Et son bras et sa jambe, et sa cuisse et ses reins,
Polis comme de l'huile, onduleux comme un cygne,
Passaient devant mes yeux clairvoyants et sereins ;
Et son ventre et ses seins, ces grappes de ma vigne,
S'avançaient, plus câlins que les Anges du mal,

Là encore, si l'oiseau sert de comparant aux membres féminins c'est en relevant de la molécule sémique ci-dessus, laquelle annexe le sème /surface luisante/ (de 'polis' jusqu'à cet autre comparant curviligne que sont les raisins des 'grappes').
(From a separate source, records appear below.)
use crate::errors::{AppError, AppResult};
use crate::journal::JournalPool;
use crate::ui::messages::info;
use crate::utils::formatting::truncate;
use ansi_term::Colour;
use regex::Regex;

/// Visible width of the `operation (target)` column.
const OP_MAX: usize = 60;

fn ansi_pattern() -> AppResult<Regex> {
    Regex::new(r"\x1B\[[0-9;]*[mK]").map_err(|e| AppError::Other(e.to_string()))
}

fn strip_ansi(re: &Regex, s: &str) -> String {
    re.replace_all(s, "").into_owned()
}

/// ANSI colour for a journal operation
fn color_for_operation(op: &str) -> Colour {
    match op {
        "mark" => Colour::Green,
        "duplicate" => Colour::Yellow,
        "notify_sent" => Colour::Cyan,
        "notify_failed" => Colour::Red,
        "export" | "backup" => Colour::Blue,
        "rekey" | "migration_applied" => Colour::Purple,
        "init" => Colour::RGB(255, 153, 51),
        _ => Colour::White,
    }
}

struct Entry {
    id: i64,
    date: String,
    operation: String,
    op_target: String,
    message: String,
}

pub struct LogLogic;

impl LogLogic {
    pub fn print_log(pool: &JournalPool) -> AppResult<()> {
        let mut stmt = pool.conn.prepare_cached(
            "SELECT id, date, operation, target, message FROM log ORDER BY id ASC",
        )?;

        let rows = stmt.query_map([], |row| {
            let id: i64 = row.get(0)?;
            let raw_date: String = row.get(1)?;
            let operation: String = row.get(2)?;
            let target: Option<String> = row.get(3)?;
            let message: String = row.get(4)?;

            let date = chrono::DateTime::parse_from_rfc3339(&raw_date)
                .map(|dt| dt.format("%FT%T%:z").to_string())
                .unwrap_or(raw_date);

            let target = target.unwrap_or_default();
            let op_target = if target.is_empty() {
                operation.clone()
            } else {
                format!("{operation} ({target})")
            };

            Ok(Entry {
                id,
                date,
                operation,
                op_target,
                message,
            })
        })?;

        let mut entries = Vec::new();
        for r in rows {
            entries.push(r?);
        }

        if entries.is_empty() {
            info("The journal is empty.");
            return Ok(());
        }

        let re = ansi_pattern()?;

        let op_w = entries
            .iter()
            .map(|e| e.op_target.chars().count())
            .max()
            .unwrap_or(10)
            .min(OP_MAX);
        let id_w = entries
            .iter()
            .map(|e| e.id.to_string().len())
            .max()
            .unwrap_or(1);
        let date_w = entries.iter().map(|e| e.date.len()).max().unwrap_or(10);

        println!("📜 Journal:\n");

        for e in entries {
            let color = color_for_operation(&e.operation);

            // Cut the plain text first, then colour only the operation word.
            let visible = truncate(&e.op_target, OP_MAX);
            let colored = match visible.split_once(' ') {
                Some((op_word, rest)) => format!("{} {}", color.paint(op_word), rest),
                None => color.paint(visible.as_str()).to_string(),
            };

            let padding = " ".repeat(op_w.saturating_sub(strip_ansi(&re, &colored).chars().count()));

            println!(
                "{:>id_w$}: {:<date_w$} | {}{} => {}",
                e.id,
                e.date,
                colored,
                padding,
                e.message,
                id_w = id_w,
                date_w = date_w
            );
        }

        Ok(())
    }
}

#[cfg(test)]
mod tests {
    use super::*;

    #[test]
    fn strips_colour_codes() {
        let re = ansi_pattern().unwrap();
        let painted = Colour::Green.paint("mark").to_string();
        assert_ne!(painted, "mark");
        assert_eq!(strip_ansi(&re, &painted), "mark");
    }

    #[test]
    fn prints_seeded_journal() {
        let pool = JournalPool::in_memory().unwrap();
        crate::journal::jlog(&pool.conn, "mark", "S1", "Alice marked").unwrap();
        LogLogic::print_log(&pool).unwrap();
    }
}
S’il est définitoire du corps nu, incarnant la Tentation, il indexe aussi les 'yeux' de l'observateur amoureux, lesquels retrouvent leur comparant ‘miroirs’ dans le poème "La Beauté", qui s’autodéfinit comme suit :

Je trône dans l'azur comme un sphinx incompris;
J'unis un cœur de neige à la blancheur des cygnes ;
[…] Car j'ai, pour fasciner ces dociles amants,
De purs miroirs qui font toutes choses plus belles:
Mes yeux, mes larges yeux aux clartés éternelles!

Une telle célébration pléonastique de la pureté, cette fois aux antipodes de la perversion maléfique (‘cygne’ s’assimile à ‘blancheur’, ‘neige’, ‘azur’, ‘clartés éternelles’ par /éclat/, /intensité/, /durativité imperfective/, /réverbération/, /éblouissement/ qui caractérisent cette royauté du ‘trône’ surélevé – que reprendra Apollinaire sur une tonalité dysphorique). C’est cette définition de la beauté, allant de l’épistémique (/mystère/ du ‘sphinx incompris’) à l’affectivité dominatrice (« fasciner ces dociles amants » que sont « les poètes »), qui synthétise par le contenu les deux éléments du cygne, cœur de neige, et des « mirettes », syntaxiquement disjoints, mais sémantiquement associés par le mot « glace » absent, et pourtant si présent, ne serait-ce que par l’impassibilité d’origine parnassienne (« jamais je ne pleure et jamais je ne ris »).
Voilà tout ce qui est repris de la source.